(17/05)—Komisi II DPR mempertanyakan efektivitas peran atau keberadaan Badan Pengawas Pemilu (Bawaslu), terutama dalam menyangkut penindakan berbagai kasus pidana Pemilu
Pertanyaan ini disampaikan saat Komisi II dipimpin Ketua Komisi Chairuman Harahap melakukan Rapat Dengar Pendapat dengan ketua Bawaslu Nur Hidayat Sardini di Gedung Nusantara DPR (10/5/2010).

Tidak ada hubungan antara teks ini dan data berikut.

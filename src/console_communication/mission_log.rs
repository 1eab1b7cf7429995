use crate::error;
use std::path::{Path, PathBuf};
use strum_macros::Display;
use tokio::{fs::File, io::AsyncWriteExt};

/// Category of a mission log record.
#[derive(Debug, Display, Clone, Copy, PartialEq, Eq)]
#[strum(serialize_all = "UPPERCASE")]
pub enum LogKind {
    Init,
    Command,
    Status,
    Warning,
    Error,
}

/// Durable, timestamped record of one console session.
///
/// The file is truncated when the log is created. Failing writes are reported
/// on the console and otherwise ignored, the simulation never stops because
/// of its log.
#[derive(Debug)]
pub struct MissionLog {
    path: PathBuf,
    file: Option<File>,
}

impl MissionLog {
    const TIMESTAMP_FORMAT: &'static str = "%Y-%m-%d %H:%M:%S%.3f";

    pub async fn create(path: impl Into<PathBuf>) -> Self {
        let path = path.into();
        let file = match File::create(&path).await {
            Ok(file) => Some(file),
            Err(e) => {
                error!("Could not open mission log {}: {e}", path.display());
                None
            }
        };
        Self { path, file }
    }

    pub fn path(&self) -> &Path { &self.path }

    pub fn is_open(&self) -> bool { self.file.is_some() }

    pub async fn record(&mut self, kind: LogKind, message: &str) {
        let Some(file) = self.file.as_mut() else { return };
        let line = Self::format_line(kind, message);
        let written = match file.write_all(line.as_bytes()).await {
            Ok(()) => file.flush().await,
            Err(e) => Err(e),
        };
        if let Err(e) = written {
            error!("Could not write to mission log {}: {e}", self.path.display());
        }
    }

    fn format_line(kind: LogKind, message: &str) -> String {
        let timestamp = chrono::Utc::now().format(Self::TIMESTAMP_FORMAT);
        format!("[{timestamp}] [{kind}] {message}\n")
    }
}
//! Vertical force balance of the simplified single-axis ascent model.

/// Gravitational constant in m³/(kg·s²).
const GRAVITATIONAL_CONSTANT: f64 = 6.674_30e-11;
/// Mass of the earth in kg.
const EARTH_MASS_KG: f64 = 5.972e24;
/// Mean earth radius in m.
const EARTH_RADIUS_M: f64 = 6_371_000.0;
/// Air density at sea level in kg/m³.
const SEA_LEVEL_DENSITY_KG_M3: f64 = 1.225;
/// Density scale height of the exponential atmosphere in m.
const SCALE_HEIGHT_M: f64 = 8_500.0;
/// Drag coefficient of the vehicle body.
const DRAG_COEFFICIENT: f64 = 0.5;
/// Frontal cross-section area in m².
const CROSS_SECTION_AREA_M2: f64 = 10.5;

/// Gravitational acceleration at `altitude_m` above the surface.
pub fn gravity_at(altitude_m: f64) -> f64 {
    let r = EARTH_RADIUS_M + altitude_m;
    GRAVITATIONAL_CONSTANT * EARTH_MASS_KG / (r * r)
}

/// Exponential atmosphere density model.
pub fn air_density_at(altitude_m: f64) -> f64 {
    SEA_LEVEL_DENSITY_KG_M3 * (-altitude_m / SCALE_HEIGHT_M).exp()
}

/// Aerodynamic drag force magnitude for a vertical speed at a given altitude.
pub fn drag_force(altitude_m: f64, speed_ms: f64) -> f64 {
    0.5 * air_density_at(altitude_m) * speed_ms * speed_ms * DRAG_COEFFICIENT * CROSS_SECTION_AREA_M2
}

/// Net upward force acting on a vehicle of `mass_kg`.
pub fn net_force(thrust_n: f64, mass_kg: f64, altitude_m: f64, speed_ms: f64) -> f64 {
    thrust_n - mass_kg * gravity_at(altitude_m) - drag_force(altitude_m, speed_ms)
}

Chairuman menilai, demokrasi yang berjalan baik sulit tercipta. Hal ini diakibatkan sistem pengawas pemilu masih belum maksimal. “Bagaimana mungkin Bawaslu dapat berperan dan menjalani tugasnya dengan baik, jika sistem pengawasannya sendiri belum terbentuk dengan sempurna” tukasnya. Keterbatasan sistem pengawasan ini, lanjut Chairuman menyangkut masalah wewenang dari Bawaslu dalam menindak berbagai penyelenggaraan Pemilu.
Penilaian senada dikemukakan Anggota Komisi II Basuki Tjahaja Purnama (Fraksi Golkar). Ia menyatakan praktek politik uang serta penyalahgunaan wewenang terutama oleh Incumbent selalu terjadi dalam setiap penyelenggaraan Pemilu dan Pilkada.

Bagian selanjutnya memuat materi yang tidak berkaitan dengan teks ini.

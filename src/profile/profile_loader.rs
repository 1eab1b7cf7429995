use super::{ProfileError, VehicleProfile};
use std::path::{Path, PathBuf};

/// Source of named vehicle profiles, consulted at startup and on every reset.
pub trait ProfileSource: Send + Sync {
    fn load(&self, name: &str) -> Result<VehicleProfile, ProfileError>;
}

/// Loads `<dir>/<name>.toml` profiles from a directory.
#[derive(Debug, Clone)]
pub struct TomlProfileLoader {
    dir: PathBuf,
}

impl TomlProfileLoader {
    const EXTENSION: &'static str = "toml";

    pub fn new(dir: impl Into<PathBuf>) -> Self { Self { dir: dir.into() } }

    pub fn dir(&self) -> &Path { &self.dir }

    pub fn profile_path(&self, name: &str) -> PathBuf {
        self.dir.join(name).with_extension(Self::EXTENSION)
    }

    /// Names of all profiles in the directory, sorted.
    pub fn available(&self) -> Result<Vec<String>, ProfileError> {
        let mut names: Vec<String> = std::fs::read_dir(&self.dir)?
            .filter_map(|entry| entry.ok().map(|e| e.path()))
            .filter(|path| path.extension().is_some_and(|ext| ext == Self::EXTENSION))
            .filter_map(|path| path.file_stem().and_then(|s| s.to_str()).map(String::from))
            .collect();
        names.sort();
        Ok(names)
    }
}

impl ProfileSource for TomlProfileLoader {
    fn load(&self, name: &str) -> Result<VehicleProfile, ProfileError> {
        let plain_name = !name.is_empty()
            && name.chars().all(|c| c.is_ascii_alphanumeric() || c == '_' || c == '-');
        if !plain_name {
            return Err(ProfileError::Invalid(format!("'{name}' is not a valid profile name")));
        }
        let path = self.profile_path(name);
        if !path.is_file() {
            return Err(ProfileError::NotFound { name: name.to_string(), path });
        }
        let contents = std::fs::read_to_string(&path)?;
        Ok(toml::from_str(&contents)?)
    }
}

#[cfg(test)]
mod tests {
    use super::*;
    use std::fs;
    use tempfile::TempDir;

    const LEO: &str = r#"
initial_mass_kg = 550000.0
fuel_mass_kg = 480000.0
stage1_dry_mass_kg = 25000.0
stage1_thrust_n = 9.0e6
stage2_thrust_n = 1.8e6
stage1_burn_rate_kg_s = 2800.0
stage2_burn_rate_kg_s = 450.0
stage_separation_altitude_m = 70000.0
target_altitude_km = 400.0
target_speed_kmh = 8500.0
"#;

    fn loader_with(files: &[(&str, &str)]) -> (TempDir, TomlProfileLoader) {
        let dir = TempDir::new().unwrap();
        for (name, contents) in files {
            fs::write(dir.path().join(name), contents).unwrap();
        }
        let loader = TomlProfileLoader::new(dir.path());
        (dir, loader)
    }

    #[test]
    fn test_loads_profile_with_default_odds() {
        let (_dir, loader) = loader_with(&[("leo.toml", LEO)]);
        let profile = loader.load("leo").unwrap();
        assert!((profile.stage1_thrust_n - 9.0e6).abs() < f64::EPSILON);
        let (config, odds) = profile.into_parts().unwrap();
        assert!((config.dry_mass_kg() - 70_000.0).abs() < 1e-9);
        assert!((odds.pre_launch() - 0.006).abs() < f64::EPSILON);
        assert!((odds.flameout() - 0.001).abs() < f64::EPSILON);
        assert!((odds.fuel_leak() - 0.005).abs() < f64::EPSILON);
    }

    #[test]
    fn test_loads_explicit_failure_odds() {
        let contents = format!("{LEO}\n[failure_odds]\npre_launch = 1.0\nflameout = 0.0\n");
        let (_dir, loader) = loader_with(&[("certain.toml", &contents)]);
        let (_, odds) = loader.load("certain").unwrap().into_parts().unwrap();
        assert!((odds.pre_launch() - 1.0).abs() < f64::EPSILON);
        assert!(odds.flameout().abs() < f64::EPSILON);
        assert!((odds.fuel_leak() - 0.005).abs() < f64::EPSILON);
    }

    #[test]
    fn test_missing_profile_is_not_found() {
        let (_dir, loader) = loader_with(&[]);
        assert!(matches!(loader.load("gto"), Err(ProfileError::NotFound { .. })));
    }

    #[test]
    fn test_rejects_path_like_names() {
        let (_dir, loader) = loader_with(&[("leo.toml", LEO)]);
        assert!(matches!(loader.load("../leo"), Err(ProfileError::Invalid(_))));
        assert!(matches!(loader.load(""), Err(ProfileError::Invalid(_))));
    }

    #[test]
    fn test_missing_key_is_a_parse_error() {
        let broken = LEO.replace("stage2_thrust_n = 1.8e6\n", "");
        let (_dir, loader) = loader_with(&[("broken.toml", &broken)]);
        assert!(matches!(loader.load("broken"), Err(ProfileError::Parse(_))));
    }

    #[test]
    fn test_non_numeric_value_is_a_parse_error() {
        let broken = LEO.replace("fuel_mass_kg = 480000.0", "fuel_mass_kg = \"lots\"");
        let (_dir, loader) = loader_with(&[("broken.toml", &broken)]);
        assert!(matches!(loader.load("broken"), Err(ProfileError::Parse(_))));
    }

    #[test]
    fn test_fuel_heavier_than_vehicle_is_invalid() {
        let broken = LEO.replace("fuel_mass_kg = 480000.0", "fuel_mass_kg = 600000.0");
        let (_dir, loader) = loader_with(&[("heavy.toml", &broken)]);
        let res = loader.load("heavy").unwrap().into_parts();
        assert!(matches!(res, Err(ProfileError::Invalid(_))));
    }

    #[test]
    fn test_odds_outside_unit_interval_are_invalid() {
        let contents = format!("{LEO}\n[failure_odds]\nfuel_leak = 1.5\n");
        let (_dir, loader) = loader_with(&[("odd.toml", &contents)]);
        let res = loader.load("odd").unwrap().into_parts();
        assert!(matches!(res, Err(ProfileError::Invalid(_))));
    }

    #[test]
    fn test_lists_available_profiles() {
        let (_dir, loader) =
            loader_with(&[("leo.toml", LEO), ("gto.toml", LEO), ("notes.txt", "ignored")]);
        assert_eq!(loader.available().unwrap(), vec!["gto", "leo"]);
    }

    #[test]
    fn test_shipped_profiles_are_valid() {
        let loader = TomlProfileLoader::new(concat!(env!("CARGO_MANIFEST_DIR"), "/profiles"));
        let names = loader.available().unwrap();
        assert!(names.contains(&"leo".to_string()));
        for name in names {
            let profile = loader.load(&name).unwrap();
            assert!(profile.into_parts().is_ok(), "{name}");
        }
    }
}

Sementara, kata dia panitia pengawas (Panwas) Pemilu seringkali tidak dapat melakukan penindakan yang cukup tegas. “padahal peran panwas di daerah sangat penting, terutama pada saat Pemilihan Kepala Daerah” tandas Basuki.
Menanggapai sejumlah penilaian komisi II mengenai keberadaan dan wewenang lembaga pengawas pemilu yang belum optimal, ketua Bawaslu Nur Hidayat Sardini menyadarinya. Menurutnya hal itu dikarenakan keterbatasan wewenang Bawaslu, terutama ketika melakukan penindakan pelanggaran Pemilu.
Sebenarnya kata Hidayat, pihaknya telah melakukan berbagai cara untuk mengoptimalkan pengawasan, termasuk upaya mencegah terjadinya pelanggaran atau kecurangan, antara lain dengan menjalin kerjasama dengan sejumlah lembaga seperti KPK dan PPATK.